The proprietors of a trampoline park in the UK are facing potential imprisonment following an unsettling series of incidents where 11 individuals suffered back injuries and many others faced frequent harm at the establishment.
Visitors to the Flip Out Chester trampoline park endured disturbing injuries during their visits. Former directors David Shuttleworth and Matthew Melling, both 33 years old, recently pleaded guilty to health and safety violations after a comprehensive investigation into the park’s operations during a seven-week period between December 2016 and February 2017. A total of 270 known accidents were recorded during this time frame.
Multiple severe injuries occurred, particularly when visitors engaged in the Tower Jump, which involved leaping from a 13-foot-high platform into a foam-filled pit. However, the pit failed to provide a safe and soft landing for the visitors.

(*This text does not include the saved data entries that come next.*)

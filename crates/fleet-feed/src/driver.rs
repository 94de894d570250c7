//! The fixed-interval tick driver thread.

use std::io;
use std::sync::Arc;
use std::sync::atomic::{AtomicBool, Ordering};
use std::thread::{self, JoinHandle};
use std::time::{Duration, Instant};

use tracing::info;

use fleet_core::Timestamp;

use crate::PositionFeed;

/// Reference tick interval: one integration cycle every 2 seconds.
pub const DEFAULT_TICK_INTERVAL: Duration = Duration::from_secs(2);

/// Driver configuration.
#[derive(Clone, Debug)]
pub struct FeedConfig {
    /// Wall-clock time between integration cycles.
    pub interval: Duration,
}

impl Default for FeedConfig {
    fn default() -> Self {
        Self { interval: DEFAULT_TICK_INTERVAL }
    }
}

/// A background thread invoking [`PositionFeed::run_tick`] at a fixed
/// wall-clock interval.
///
/// Ticks never overlap — there is exactly one driver thread and it runs
/// cycles back to back.  A cycle that overruns the interval simply delays
/// the next one; the elapsed-time integration absorbs the drift.
///
/// [`stop`][Self::stop] (or dropping the driver) shuts down immediately:
/// the sleeping thread is unparked, finishes nothing mid-resource (each
/// resource update is applied atomically under the engine lock), and is
/// joined before returning.
pub struct FeedDriver {
    shutdown: Arc<AtomicBool>,
    handle: Option<JoinHandle<()>>,
}

impl FeedDriver {
    /// Start ticking `feed` every `config.interval`.
    pub fn spawn(feed: Arc<PositionFeed>, config: FeedConfig) -> io::Result<FeedDriver> {
        let shutdown = Arc::new(AtomicBool::new(false));
        let stop_flag = Arc::clone(&shutdown);

        let handle = thread::Builder::new()
            .name("fleet-feed-driver".into())
            .spawn(move || {
                info!(interval_ms = config.interval.as_millis() as u64, "feed driver started");
                while !stop_flag.load(Ordering::Relaxed) {
                    let started = Instant::now();
                    feed.run_tick(Timestamp::now());

                    // Sleep out the rest of the interval; re-check the stop
                    // flag on spurious wakeups.
                    while !stop_flag.load(Ordering::Relaxed) {
                        let elapsed = started.elapsed();
                        if elapsed >= config.interval {
                            break;
                        }
                        thread::park_timeout(config.interval - elapsed);
                    }
                }
                info!("feed driver stopped");
            })?;

        Ok(FeedDriver { shutdown, handle: Some(handle) })
    }

    /// Stop ticking and join the driver thread.
    pub fn stop(mut self) {
        self.shutdown_and_join();
    }

    fn shutdown_and_join(&mut self) {
        self.shutdown.store(true, Ordering::Relaxed);
        if let Some(handle) = self.handle.take() {
            handle.thread().unpark();
            let _ = handle.join();
        }
    }
}

impl Drop for FeedDriver {
    fn drop(&mut self) {
        self.shutdown_and_join();
    }
}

The accidents were alarming, with three individuals fracturing their spines on a single day in 2017. Recounting the incidents, one victim described the excruciating pain experienced, while another recalled a sickening ‘crunch’ sound upon landing. The Flip Out Chester venue placed significant strain on local emergency services, with ambulance crews attending on a weekly basis and the nearby Countess of Chester Hospital voicing concerns over the growing influx of injuries from the trampoline park, leading to increased pressure on its A&E department.
After an investigation by Cheshire West and Chester Council’s public protection team, both former directors admitted the offence of failing to prevent visitors’ exposure to risk when they appeared in court at Chester Crown Court on October 9. The guilty plea could potentially result in a sentence of up to two years in prison and substantial fines for the accused.
Former director Melling had previously touted the numerous positive reviews the park received during its initial months of operation. However, the local authorities condemned the trampoline park for its blatant disregard for safety regulations, emphasizing the serious nature of the injuries, including 11 fractured spines, suffered by both adults and children.
In response to the situation, a representative for Flip Out, which operates 30 centers in the UK, stated that the incidents were related to a specific piece of equipment, which was promptly closed. The park claimed significant improvements in their systems and procedures following the incidents.
Councillor Christine Warner, the local authority’s cabinet member for homes, expressed a commitment to holding businesses accountable for the safety of residents and visitors in the area. She highlighted the Flip Out Chester case as a significant example of a business showing a disregard for safety regulations and causing severe injuries.